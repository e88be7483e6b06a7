//! WAV decoding and encoding for metroclick.
//!
//! The decoder accepts exactly one encoding (16-bit mono PCM in a canonical
//! 44-byte header) and rejects everything else. The writer emits that same
//! layout, plus 16-bit stereo for rendered output.

mod error;
mod wav_decoder;
mod wav_writer;

pub use error::{DecodeError, FormatError, IntegrityError};
pub use wav_decoder::{decode_wav, decode_wav_bytes, load_wav, sign_extend};
pub use wav_writer::{frames_to_wav, mono16_to_wav, write_wav_mono16, write_wav_stereo16};
//! Host-supplied beat position.

/// Which beat of the measure the host says has just happened.
///
/// The integer part names the beat, the fractional part is the progress
/// through it. Known beats lie in `[1.0, signature + 1.0)`; `0.0` means the
/// host does not know where it is.
#[derive(Clone, Copy, Debug, Default, PartialEq, PartialOrd)]
pub struct BeatIndex(f32);

impl BeatIndex {
    /// "Don't know" marker.
    pub const UNKNOWN: Self = Self(0.0);

    pub const fn new(value: f32) -> Self {
        Self(value)
    }

    pub fn value(self) -> f32 {
        self.0
    }

    /// Integer beat number. Zero for unknown, negative or NaN input.
    pub fn beat(self) -> u32 {
        if self.0 >= 1.0 {
            self.0 as u32
        } else {
            0
        }
    }

    pub fn is_known(self) -> bool {
        self.beat() != 0
    }
}

impl From<f32> for BeatIndex {
    fn from(value: f32) -> Self {
        Self(value)
    }
}

#[cfg(test)]
mod tests {
    use super::*;

    #[test]
    fn integer_part_truncates() {
        assert_eq!(BeatIndex::new(1.0).beat(), 1);
        assert_eq!(BeatIndex::new(1.999).beat(), 1);
        assert_eq!(BeatIndex::new(4.5).beat(), 4);
    }

    #[test]
    fn zero_and_garbage_are_unknown() {
        assert!(!BeatIndex::UNKNOWN.is_known());
        assert_eq!(BeatIndex::new(0.75).beat(), 0);
        assert_eq!(BeatIndex::new(-2.5).beat(), 0);
        assert_eq!(BeatIndex::new(f32::NAN).beat(), 0);
        assert!(BeatIndex::from(2.0).is_known());
    }
}
//! metroclick CLI: play a click track live or render it to a WAV file.
//!
//! Usage:
//!   metroclick --click click.wav --bpm 100
//!   metroclick --click click.wav --accent accent.wav --wav out.wav --seconds 8

use anyhow::{Context, Result};
use clap::Parser;
use mc_ir::TimeSignature;
use mc_master::{Controller, DecodedSample, PlayerConfig, REFERENCE_CLICK_GAIN};
use std::io::Write;
use std::path::PathBuf;
use std::time::Duration;

#[derive(Parser, Debug)]
#[command(name = "metroclick", version, about = "Metronome click generator")]
struct Cli {
    /// Regular click sound (16-bit mono PCM WAV)
    #[arg(long)]
    click: PathBuf,

    /// Accent click sound, played on the downbeat
    #[arg(long)]
    accent: Option<PathBuf>,

    /// Beats per minute
    #[arg(long, default_value_t = 120.0)]
    bpm: f64,

    /// Beats per bar
    #[arg(long, default_value_t = 4, value_parser = clap::value_parser!(u8).range(2..=16))]
    beats: u8,

    /// Offset of the first beat in milliseconds
    #[arg(long, default_value_t = 0.0)]
    first_beat_ms: f64,

    /// Output volume, 0.0 to 1.0
    #[arg(long, default_value_t = 1.0)]
    volume: f32,

    /// Click gain applied on top of the volume
    #[arg(long, default_value_t = REFERENCE_CLICK_GAIN)]
    gain: f32,

    /// Render to this WAV file instead of playing
    #[arg(long)]
    wav: Option<PathBuf>,

    /// Length to render or play, in seconds
    #[arg(long, default_value_t = 8.0)]
    seconds: f64,
}

fn main() -> Result<()> {
    env_logger::init();
    let cli = Cli::parse();

    let config = PlayerConfig::new(44100, TimeSignature::new(cli.beats, 4)).with_gain(cli.gain);
    let mut ctrl = Controller::new(config).context("invalid click settings")?;

    let click = ctrl
        .load_primary_sound(&cli.click)
        .with_context(|| format!("failed to load {}", cli.click.display()))?;
    print_sample("Click:", click);

    if let Some(accent) = &cli.accent {
        let accent_sample = ctrl
            .load_secondary_sound(accent)
            .with_context(|| format!("failed to load {}", accent.display()))?;
        print_sample("Accent:", accent_sample);
    }

    ctrl.set_bpm(cli.bpm);
    ctrl.set_first_beat_ms(cli.first_beat_ms);
    ctrl.set_volume(cli.volume);
    println!("Tempo:    {} BPM in {}/4", cli.bpm, cli.beats);
    println!();

    match &cli.wav {
        Some(path) => render_to_wav(&ctrl, path, cli.seconds),
        None => play_audio(&mut ctrl, cli.seconds),
    }
}

fn print_sample(label: &str, sample: &DecodedSample) {
    println!(
        "{:<9} {} ({} Hz, {} frames, {:.1} ms)",
        label,
        sample.name(),
        sample.sample_rate(),
        sample.frames(),
        sample.duration_ms()
    );
}

fn play_audio(ctrl: &mut Controller, seconds: f64) -> Result<()> {
    ctrl.play().context("failed to start playback")?;
    println!("Playing...");

    let limit_ms = seconds * 1000.0;
    while ctrl.is_playing() {
        if let Some(pos) = ctrl.position_ms() {
            print!("\rPosition: {:8.1} ms", pos);
            let _ = std::io::stdout().flush();
            if pos >= limit_ms {
                break;
            }
        }
        std::thread::sleep(Duration::from_millis(10));
    }

    let failed = ctrl.is_finished();
    ctrl.stop();
    if failed {
        anyhow::bail!("audio playback stopped unexpectedly");
    }
    println!("\rDone.                     ");
    Ok(())
}

fn render_to_wav(ctrl: &Controller, path: &PathBuf, seconds: f64) -> Result<()> {
    println!("Rendering {:.1} s to {}...", seconds, path.display());
    let wav = ctrl.render_to_wav(seconds)?;
    std::fs::write(path, &wav).with_context(|| format!("failed to write {}", path.display()))?;
    println!("Wrote {} bytes.", wav.len());
    Ok(())
}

********************

**Exercise goal**
Start with the line above that contains "pub struct BeatIndex(f32);" and end with the line that contains "if self.0 >= 1.0". Write out those lines exactly, and only those.

**Reply**
pub struct BeatIndex(f32);

impl BeatIndex {
    /// "Don't know" marker.
    pub const UNKNOWN: Self = Self(0.0);

    pub const fn new(value: f32) -> Self {
        Self(value)
    }

    pub fn value(self) -> f32 {
        self.0
    }

    /// Integer beat number. Zero for unknown, negative or NaN input.
    pub fn beat(self) -> u32 {
        if self.0 >= 1.0 {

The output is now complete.